When only one layer of sealant is used on only one of the mating component's faying surfaces, the sealant adheres to its respective surface, and is pressed against the other component's faying surface as a result of the assembly procedures. The cured, previously applied sealant material is pliable but resists cold flow. The pre-applied sealant feels slightly soft to the touch, preferably having a Shore A hardness between about 30 and about 70. This feature aids in maintaining a prevailing sealing force. For example, in modern assembly and joining practices in the aircraft industry, the sealant material will usually be compressed between the substrates of the mating components. When fasteners are subsequently installed, the resulting clamp force exerted by the installed fasteners will maintain a prevailing compressive force on the mating components and consequently on the faying-surface sealant material.

The polyurethane coating material is an organic polymeric coating made from the reaction of isocyanate-rich and polyol-rich compounds. Polymerization is made possible by using di- and poly-functional isocyanates and polyols. Further, there is no by-product from the reaction between isocyanates and alcohols.

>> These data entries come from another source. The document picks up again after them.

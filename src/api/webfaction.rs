use serde::de::DeserializeOwned;
use serde_json::{Value, json};

use crate::api::xmlrpc;
use crate::api::{AppInfo, AppSpec, DbInfo, DomainInfo, HostingApi, Session, WebsiteInfo, WebsiteSpec};
use crate::cmd;
use crate::error::{DeployError, DeployResult};

/// XML-RPC client for the `WebFaction` API.
///
/// Each call is sent as a POST request through curl.
pub struct Webfaction {
    url: String,
}

impl Webfaction {
    #[must_use]
    pub fn new(url: &str) -> Self {
        Self {
            url: url.to_string(),
        }
    }

    /// Perform one XML-RPC call and return the decoded result.
    fn call(&self, method: &str, params: &[Value]) -> DeployResult<Value> {
        tracing::debug!(url = %self.url, %method, "xml-rpc call");
        let body = xmlrpc::encode_call(method, params);
        let response = cmd::run_with_stdin(
            "curl",
            &[
                "-s",
                "-S",
                "--fail",
                "-X",
                "POST",
                "-H",
                "Content-Type: text/xml",
                "--data-binary",
                "@-",
                &self.url,
            ],
            body.as_bytes(),
        )?;
        let value = xmlrpc::decode_response(&response);
        if let Err(e) = &value {
            tracing::debug!(%method, error = %e, "xml-rpc call failed");
        }
        value
    }

    fn call_as<T: DeserializeOwned>(&self, method: &str, params: &[Value]) -> DeployResult<T> {
        let value = self.call(method, params)?;
        Ok(serde_json::from_value(value)?)
    }
}

/// Positional parameters for `create_app`.
#[must_use]
pub fn create_app_params(session: &Session, app: &AppSpec) -> Vec<Value> {
    vec![
        json!(session.id),
        json!(app.name),
        json!(app.app_type.as_str()),
        json!(app.autostart),
        json!(app.extra_info),
    ]
}

/// Positional parameters for `create_website`: the fixed fields,
/// then one `[app, path]` pair per bound app.
#[must_use]
pub fn create_website_params(session: &Session, site: &WebsiteSpec) -> Vec<Value> {
    let mut params = vec![
        json!(session.id),
        json!(site.name),
        json!(site.ip),
        json!(site.https),
        json!(site.subdomains),
    ];
    params.extend(site.apps.iter().map(|(app, path)| json!([app, path])));
    params
}

/// Split a `login` result into a session.
pub fn parse_login(value: Value) -> DeployResult<Session> {
    match value {
        Value::Array(mut parts) if parts.len() == 2 => {
            let account = parts.pop().unwrap_or(Value::Null);
            let id = parts
                .pop()
                .and_then(|v| v.as_str().map(str::to_string))
                .ok_or_else(|| DeployError::Protocol("login returned no session id".into()))?;
            Ok(Session { id, account })
        }
        other => Err(DeployError::Protocol(format!(
            "unexpected login response: {other}"
        ))),
    }
}

impl HostingApi for Webfaction {
    fn login(&self, user: &str, password: &str) -> DeployResult<Session> {
        parse_login(self.call("login", &[json!(user), json!(password)])?)
    }

    fn list_apps(&self, session: &Session) -> DeployResult<Vec<AppInfo>> {
        self.call_as("list_apps", &[json!(session.id)])
    }

    fn create_app(&self, session: &Session, app: &AppSpec) -> DeployResult<AppInfo> {
        self.call_as("create_app", &create_app_params(session, app))
    }

    fn list_domains(&self, session: &Session) -> DeployResult<Vec<DomainInfo>> {
        self.call_as("list_domains", &[json!(session.id)])
    }

    fn create_domain(
        &self,
        session: &Session,
        domain: &str,
        subdomain: &str,
    ) -> DeployResult<DomainInfo> {
        self.call_as(
            "create_domain",
            &[json!(session.id), json!(domain), json!(subdomain)],
        )
    }

    fn list_websites(&self, session: &Session) -> DeployResult<Vec<WebsiteInfo>> {
        self.call_as("list_websites", &[json!(session.id)])
    }

    fn create_website(&self, session: &Session, site: &WebsiteSpec) -> DeployResult<WebsiteInfo> {
        self.call_as("create_website", &create_website_params(session, site))
    }

    fn list_dbs(&self, session: &Session) -> DeployResult<Vec<DbInfo>> {
        self.call_as("list_dbs", &[json!(session.id)])
    }

    fn create_db(
        &self,
        session: &Session,
        name: &str,
        db_type: &str,
        password: &str,
    ) -> DeployResult<DbInfo> {
        self.call_as(
            "create_db",
            &[json!(session.id), json!(name), json!(db_type), json!(password)],
        )
    }
}
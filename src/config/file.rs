//! TOML configuration file loading
//!
//! Supports `~/.config/parley/config.toml` as a persistent config source.
//! All fields are optional; the file is a partial overlay on top of defaults.

use std::path::PathBuf;

use serde::Deserialize;

use super::speech::SpeechOptions;

/// Top-level TOML configuration file schema
#[derive(Debug, Default, Deserialize)]
pub struct ParleyConfigFile {
    /// Speech pipeline options (same keys as `configure`)
    #[serde(default)]
    pub speech: SpeechOptions,

    /// Speech-to-text service
    #[serde(default)]
    pub stt: ServiceFileConfig,

    /// Text-to-speech service
    #[serde(default)]
    pub tts: ServiceFileConfig,

    /// API keys for external services
    #[serde(default)]
    pub api_keys: ApiKeysFileConfig,

    /// Directory for temporary audio files
    #[serde(default)]
    pub temp_dir: Option<PathBuf>,
}

/// Remote service selection
#[derive(Debug, Default, Deserialize)]
pub struct ServiceFileConfig {
    /// Provider name (e.g. "whisper", "deepgram", "elevenlabs", "openai")
    pub provider: Option<String>,

    /// Model identifier
    pub model: Option<String>,

    /// Override the provider's base URL
    pub base_url: Option<String>,
}

/// API keys configuration
#[derive(Debug, Default, Deserialize)]
pub struct ApiKeysFileConfig {
    pub openai: Option<String>,
    pub elevenlabs: Option<String>,
    pub deepgram: Option<String>,
}

/// Load the TOML config file from the standard path
///
/// Returns `ParleyConfigFile::default()` if the file doesn't exist or can't be parsed.
pub fn load_config_file() -> ParleyConfigFile {
    let Some(path) = config_file_path() else {
        return ParleyConfigFile::default();
    };

    if !path.exists() {
        return ParleyConfigFile::default();
    }

    match std::fs::read_to_string(&path) {
        Ok(content) => parse_config_file(&content).unwrap_or_else(|e| {
            tracing::warn!(
                path = %path.display(),
                error = %e,
                "failed to parse config file, using defaults"
            );
            ParleyConfigFile::default()
        }),
        Err(e) => {
            tracing::warn!(
                path = %path.display(),
                error = %e,
                "failed to read config file"
            );
            ParleyConfigFile::default()
        }
    }
}

/// Parse config file contents
///
/// # Errors
///
/// Returns error if the content is not valid TOML for this schema
pub fn parse_config_file(content: &str) -> crate::Result<ParleyConfigFile> {
    let config = toml::from_str(content)?;
    Ok(config)
}

/// Return the config file path: `~/.config/parley/config.toml`
pub fn config_file_path() -> Option<PathBuf> {
    directories::BaseDirs::new().map(|d| d.config_dir().join("parley").join("config.toml"))
}
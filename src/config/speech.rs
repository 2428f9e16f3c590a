//! Speech configuration shared by the recognizer, synthesizer and arbitrator
//!
//! [`SpeechConfig`] is the value; [`SharedSpeechConfig`] is the handle passed
//! into component constructors. The only mutation path is
//! [`SharedSpeechConfig::configure`], which merges a partial
//! [`SpeechOptions`] set and ignores keys it does not recognize.

use std::sync::{Arc, PoisonError, RwLock};
use std::time::Duration;

use serde::{Deserialize, Serialize};

use crate::{Error, Result};

/// Default `ElevenLabs` voice (Rachel)
pub const DEFAULT_VOICE_ID: &str = "21m00Tcm4TlvDq8ikWAM";

/// Default recognition language tag
pub const DEFAULT_LANGUAGE: &str = "en-US";

/// `ElevenLabs` voice tuning parameters
#[derive(Debug, Clone, Copy, PartialEq, Serialize, Deserialize)]
pub struct VoiceSettings {
    /// Higher is steadier, less expressive (0.0 to 1.0)
    pub stability: f32,

    /// Closeness to the original voice (0.0 to 1.0)
    pub similarity_boost: f32,

    /// Style exaggeration (0.0 to 1.0)
    pub style: f32,

    /// Speaker boost toggle
    pub use_speaker_boost: bool,
}

impl Default for VoiceSettings {
    fn default() -> Self {
        Self {
            stability: 0.75,
            similarity_boost: 0.8,
            style: 0.2,
            use_speaker_boost: true,
        }
    }
}

impl VoiceSettings {
    /// Return these settings with every key present in `patch` replaced
    #[must_use]
    pub fn merged(&self, patch: &VoiceSettingsPatch) -> Self {
        Self {
            stability: patch.stability.unwrap_or(self.stability),
            similarity_boost: patch.similarity_boost.unwrap_or(self.similarity_boost),
            style: patch.style.unwrap_or(self.style),
            use_speaker_boost: patch.use_speaker_boost.unwrap_or(self.use_speaker_boost),
        }
    }

    fn validate(&self) -> Result<()> {
        for (name, value) in [
            ("stability", self.stability),
            ("similarity_boost", self.similarity_boost),
            ("style", self.style),
        ] {
            if !(0.0..=1.0).contains(&value) {
                return Err(Error::Config(format!(
                    "voice setting {name} must be within [0, 1], got {value}"
                )));
            }
        }
        Ok(())
    }
}

/// Partial voice settings; absent keys keep their current value
#[derive(Debug, Clone, Copy, Default, PartialEq, Deserialize)]
#[serde(default)]
pub struct VoiceSettingsPatch {
    pub stability: Option<f32>,
    #[serde(alias = "similarityBoost")]
    pub similarity_boost: Option<f32>,
    pub style: Option<f32>,
    #[serde(alias = "useSpeakerBoost")]
    pub use_speaker_boost: Option<bool>,
}

/// What an empty line selects at the voice/text choice prompt
#[derive(Debug, Clone, Copy, Default, PartialEq, Eq, Serialize, Deserialize)]
#[serde(rename_all = "lowercase")]
pub enum EmptyChoice {
    /// Empty line starts voice capture
    #[default]
    Voice,
    /// Empty line opens typed input
    Text,
}

/// Speech pipeline configuration
#[derive(Debug, Clone, PartialEq)]
pub struct SpeechConfig {
    /// Master switch for spoken output
    pub enabled: bool,

    /// Synthesis voice identifier
    pub voice_id: String,

    /// Default synthesis settings
    pub voice_settings: VoiceSettings,

    /// Speak prompts before asking
    pub speak_questions: bool,

    /// Speak a short acknowledgement after a voice answer
    pub speak_confirmations: bool,

    /// Speak failure explanations
    pub speak_errors: bool,

    /// Attempt voice capture at all
    pub listen_for_responses: bool,

    /// Maximum wait for speech onset
    pub recognition_timeout: Duration,

    /// Maximum length of a phrase once speech started
    pub phrase_timeout: Duration,

    /// Offer voice input to the operator
    pub offer_voice_input: bool,

    /// Start with voice capture instead of a choice prompt
    pub voice_input_is_default: bool,

    /// Play each capture back before recognition
    pub debug_audio_enabled: bool,

    /// Recognition language tag (e.g. "en-US")
    pub language: String,

    /// Meaning of an empty line at the choice prompt
    pub empty_choice: EmptyChoice,
}

impl Default for SpeechConfig {
    fn default() -> Self {
        Self {
            enabled: true,
            voice_id: DEFAULT_VOICE_ID.to_string(),
            voice_settings: VoiceSettings::default(),
            speak_questions: true,
            speak_confirmations: true,
            speak_errors: false,
            listen_for_responses: true,
            recognition_timeout: Duration::from_secs(10),
            phrase_timeout: Duration::from_secs(15),
            offer_voice_input: true,
            voice_input_is_default: true,
            debug_audio_enabled: false,
            language: DEFAULT_LANGUAGE.to_string(),
            empty_choice: EmptyChoice::Voice,
        }
    }
}

impl SpeechConfig {
    /// Whether voice capture should be attempted at all
    #[must_use]
    pub const fn voice_input_enabled(&self) -> bool {
        self.listen_for_responses && self.offer_voice_input
    }

    /// Merge `options` into a copy of this configuration
    ///
    /// # Errors
    ///
    /// Returns error if the merged result breaks a range invariant
    pub fn merged(&self, options: &SpeechOptions) -> Result<Self> {
        let mut next = self.clone();

        if let Some(v) = options.enabled {
            next.enabled = v;
        }
        if let Some(v) = &options.voice_id {
            next.voice_id.clone_from(v);
        }
        if let Some(patch) = &options.voice_settings {
            next.voice_settings = next.voice_settings.merged(patch);
        }
        if let Some(v) = options.speak_questions {
            next.speak_questions = v;
        }
        if let Some(v) = options.speak_confirmations {
            next.speak_confirmations = v;
        }
        if let Some(v) = options.speak_errors {
            next.speak_errors = v;
        }
        if let Some(v) = options.listen_for_responses {
            next.listen_for_responses = v;
        }
        if let Some(secs) = options.recognition_timeout {
            next.recognition_timeout = seconds("recognition_timeout", secs)?;
        }
        if let Some(secs) = options.phrase_timeout {
            next.phrase_timeout = seconds("phrase_timeout", secs)?;
        }
        if let Some(v) = options.offer_voice_input {
            next.offer_voice_input = v;
        }
        if let Some(v) = options.voice_input_is_default {
            next.voice_input_is_default = v;
        }
        if let Some(v) = options.debug_audio {
            next.debug_audio_enabled = v;
        }
        if let Some(v) = &options.language {
            if v.trim().is_empty() {
                return Err(Error::Config("language must not be empty".to_string()));
            }
            next.language = v.trim().to_string();
        }
        if let Some(v) = options.empty_choice {
            next.empty_choice = v;
        }

        next.voice_settings.validate()?;
        Ok(next)
    }
}

fn seconds(name: &str, secs: f64) -> Result<Duration> {
    if !secs.is_finite() || secs <= 0.0 {
        return Err(Error::Config(format!(
            "{name} must be a positive number of seconds, got {secs}"
        )));
    }
    Ok(Duration::from_secs_f64(secs))
}

/// Partial configuration update
///
/// Every key is optional. Unknown keys are ignored on deserialization, and
/// both `snake_case` and `camelCase` spellings are accepted.
#[derive(Debug, Clone, Default, PartialEq, Deserialize)]
#[serde(default)]
pub struct SpeechOptions {
    pub enabled: Option<bool>,
    #[serde(alias = "voiceId")]
    pub voice_id: Option<String>,
    #[serde(alias = "voiceSettings")]
    pub voice_settings: Option<VoiceSettingsPatch>,
    #[serde(alias = "speakQuestions")]
    pub speak_questions: Option<bool>,
    #[serde(alias = "speakConfirmations")]
    pub speak_confirmations: Option<bool>,
    #[serde(alias = "speakErrors")]
    pub speak_errors: Option<bool>,
    #[serde(alias = "listenForResponses")]
    pub listen_for_responses: Option<bool>,
    #[serde(
        alias = "recognition_timeout_seconds",
        alias = "recognitionTimeoutSeconds"
    )]
    pub recognition_timeout: Option<f64>,
    #[serde(alias = "phrase_timeout_seconds", alias = "phraseTimeoutSeconds")]
    pub phrase_timeout: Option<f64>,
    #[serde(alias = "offerVoiceInput")]
    pub offer_voice_input: Option<bool>,
    #[serde(alias = "voiceInputIsDefault")]
    pub voice_input_is_default: Option<bool>,
    #[serde(alias = "debug_audio_enabled", alias = "debugAudioEnabled")]
    pub debug_audio: Option<bool>,
    pub language: Option<String>,
    #[serde(alias = "emptyChoice")]
    pub empty_choice: Option<EmptyChoice>,
}

impl SpeechOptions {
    /// Build options from a JSON object, ignoring unrecognized keys
    ///
    /// # Errors
    ///
    /// Returns error if a recognized key carries a value of the wrong type
    pub fn from_json(value: serde_json::Value) -> Result<Self> {
        Ok(serde_json::from_value(value)?)
    }
}

/// Cloneable handle to the process-wide speech configuration
#[derive(Debug, Clone, Default)]
pub struct SharedSpeechConfig {
    inner: Arc<RwLock<SpeechConfig>>,
}

impl SharedSpeechConfig {
    /// Wrap an initial configuration
    #[must_use]
    pub fn new(config: SpeechConfig) -> Self {
        Self {
            inner: Arc::new(RwLock::new(config)),
        }
    }

    /// Merge the keys present in `options`
    ///
    /// The update is all-or-nothing: on error the previous configuration
    /// stays in place.
    ///
    /// # Errors
    ///
    /// Returns error if a value breaks a range invariant
    pub fn configure(&self, options: &SpeechOptions) -> Result<()> {
        let mut guard = self.inner.write().unwrap_or_else(PoisonError::into_inner);
        let next = guard.merged(options)?;
        tracing::debug!(?options, "speech configuration updated");
        *guard = next;
        Ok(())
    }

    /// Switch the synthesis voice
    ///
    /// # Errors
    ///
    /// Never fails for a voice id; kept fallible for symmetry with `configure`
    pub fn set_voice(&self, voice_id: &str) -> Result<()> {
        self.configure(&SpeechOptions {
            voice_id: Some(voice_id.to_string()),
            ..SpeechOptions::default()
        })
    }

    /// Copy of the current configuration
    #[must_use]
    pub fn snapshot(&self) -> SpeechConfig {
        self.inner
            .read()
            .unwrap_or_else(PoisonError::into_inner)
            .clone()
    }
}

/// Well-known `ElevenLabs` voices with short descriptions
#[must_use]
pub const fn popular_voices() -> &'static [(&'static str, &'static str)] {
    &[
        ("21m00Tcm4TlvDq8ikWAM", "Rachel - Pleasant female, clear"),
        ("AZnzlk1XvdvUeBnXmlld", "Domi - Confident female, strong"),
        ("EXAVITQu4vr4xnSDxMaL", "Bella - Soft female, gentle"),
        ("ErXwobaYiN019PkySvjV", "Antoni - Calm male, professional"),
        ("VR6AewLTigWG4xSOukaG", "Arnold - Deep male, authoritative"),
        ("pNInz6obpgDQGcFmaJgB", "Adam - Friendly male, casual"),
        ("yoZ06aMxZJJ28mfd3POQ", "Sam - Natural male, conversational"),
    ]
}

#[cfg(test)]
mod tests {
    use super::*;

    #[test]
    fn test_defaults() {
        let config = SpeechConfig::default();
        assert!(config.enabled);
        assert!(config.voice_input_enabled());
        assert_eq!(config.recognition_timeout, Duration::from_secs(10));
        assert!(!config.debug_audio_enabled);
        assert!(!config.speak_errors);
        assert_eq!(config.empty_choice, EmptyChoice::Voice);
    }

    #[test]
    fn test_configure_merges_only_present_keys() {
        let shared = SharedSpeechConfig::default();
        shared
            .configure(&SpeechOptions {
                enabled: Some(false),
                recognition_timeout: Some(5.0),
                ..SpeechOptions::default()
            })
            .unwrap();

        let config = shared.snapshot();
        assert!(!config.enabled);
        assert_eq!(config.recognition_timeout, Duration::from_secs(5));
        assert!(config.listen_for_responses);
        assert_eq!(config.voice_id, DEFAULT_VOICE_ID);
    }

    #[test]
    fn test_unknown_keys_ignored() {
        let options = SpeechOptions::from_json(serde_json::json!({
            "debug_audio": true,
            "voiceInputIsDefault": false,
            "some_future_key": 42,
            "voice_settings": { "style": 0.5, "unknown": "x" }
        }))
        .unwrap();

        assert_eq!(options.debug_audio, Some(true));
        assert_eq!(options.voice_input_is_default, Some(false));

        let shared = SharedSpeechConfig::default();
        shared.configure(&options).unwrap();
        let config = shared.snapshot();
        assert!(config.debug_audio_enabled);
        assert!((config.voice_settings.style - 0.5).abs() < f32::EPSILON);
        assert!((config.voice_settings.stability - 0.75).abs() < f32::EPSILON);
    }

    #[test]
    fn test_invalid_values_rejected_atomically() {
        let shared = SharedSpeechConfig::default();
        let result = shared.configure(&SpeechOptions {
            enabled: Some(false),
            phrase_timeout: Some(0.0),
            ..SpeechOptions::default()
        });
        assert!(result.is_err());
        assert!(shared.snapshot().enabled);

        let result = shared.configure(&SpeechOptions {
            voice_settings: Some(VoiceSettingsPatch {
                stability: Some(1.5),
                ..VoiceSettingsPatch::default()
            }),
            ..SpeechOptions::default()
        });
        assert!(result.is_err());
        assert!((shared.snapshot().voice_settings.stability - 0.75).abs() < f32::EPSILON);
    }

    #[test]
    fn test_set_voice() {
        let shared = SharedSpeechConfig::default();
        shared.set_voice("pNInz6obpgDQGcFmaJgB").unwrap();
        assert_eq!(shared.snapshot().voice_id, "pNInz6obpgDQGcFmaJgB");
    }

    #[test]
    fn test_voice_input_enabled_requires_both_flags() {
        let config = SpeechConfig {
            offer_voice_input: false,
            ..SpeechConfig::default()
        };
        assert!(!config.voice_input_enabled());
    }
}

This is important in terms of cost-effectiveness and health risk.

Polyurethanes cure to a safe, inert product. The polyols used for polyurethane formation may be derived from natural products such as sucrose, glycerol, or ethylene glycol, among others, and hence are not classified as hazardous substances; or from higher molecular weight polyols, in which case they would be used for crosslinking purposes. Thus, in order to achieve a polymer with useful properties, the polyol has to be at least difunctional and usually in a molecular weight range of from about 400 to about 4000. This would govern the degree of flexibility (high molecular weight polyol) to stiffness (low molecular weight polyol). In addition, using polyols with a functionality greater than 2 would govern the extent of crosslinking necessary to enhance physical properties and chemical resistance.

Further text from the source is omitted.